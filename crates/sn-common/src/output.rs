//! Report output formats.

use clap::ValueEnum;
use serde::{Deserialize, Serialize};

/// Supported output formats for the report.
#[derive(Debug, Clone, Copy, PartialEq, Eq, Default, ValueEnum, Serialize, Deserialize)]
#[serde(rename_all = "lowercase")]
pub enum OutputFormat {
    /// Human-readable Markdown tables (default)
    #[default]
    Md,

    /// Structured JSON with records and ledger summary
    Json,
}

impl std::fmt::Display for OutputFormat {
    fn fmt(&self, f: &mut std::fmt::Formatter<'_>) -> std::fmt::Result {
        match self {
            OutputFormat::Md => write!(f, "md"),
            OutputFormat::Json => write!(f, "json"),
        }
    }
}

impl std::str::FromStr for OutputFormat {
    type Err = String;

    fn from_str(s: &str) -> Result<Self, Self::Err> {
        match s.to_lowercase().as_str() {
            "md" | "markdown" => Ok(OutputFormat::Md),
            "json" => Ok(OutputFormat::Json),
            _ => Err(format!("unknown output format: {}", s)),
        }
    }
}
//! Fuzz target for config.toml parsing.
//!
//! Tests that config file parsing handles arbitrary input without panicking.

#![no_main]

use libfuzzer_sys::fuzz_target;
use sn_config::ConfigFile;

fuzz_target!(|data: &str| {
    let _ = ConfigFile::from_toml_str(data);
});
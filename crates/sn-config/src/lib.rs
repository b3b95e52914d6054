//! Storage-node stats configuration loading and validation.
//!
//! This crate provides:
//! - `PeriodLength`, the only semantic parameter of a run
//! - An optional TOML config file
//! - Settings resolution (CLI → env → config file → defaults)

pub mod file;
pub mod period;
pub mod resolve;
pub mod validate;

pub use file::ConfigFile;
pub use period::PeriodLength;
pub use resolve::{resolve_settings, ConfigSource, Settings, SettingsOverrides};
pub use validate::{ValidationError, ValidationResult};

Exercise objective → Collect the complete line wherever the string "crates" appears in the records.

Result for this task →
filename crates/sn-common/src/output.rs
filename crates/sn-config/src/lib.rs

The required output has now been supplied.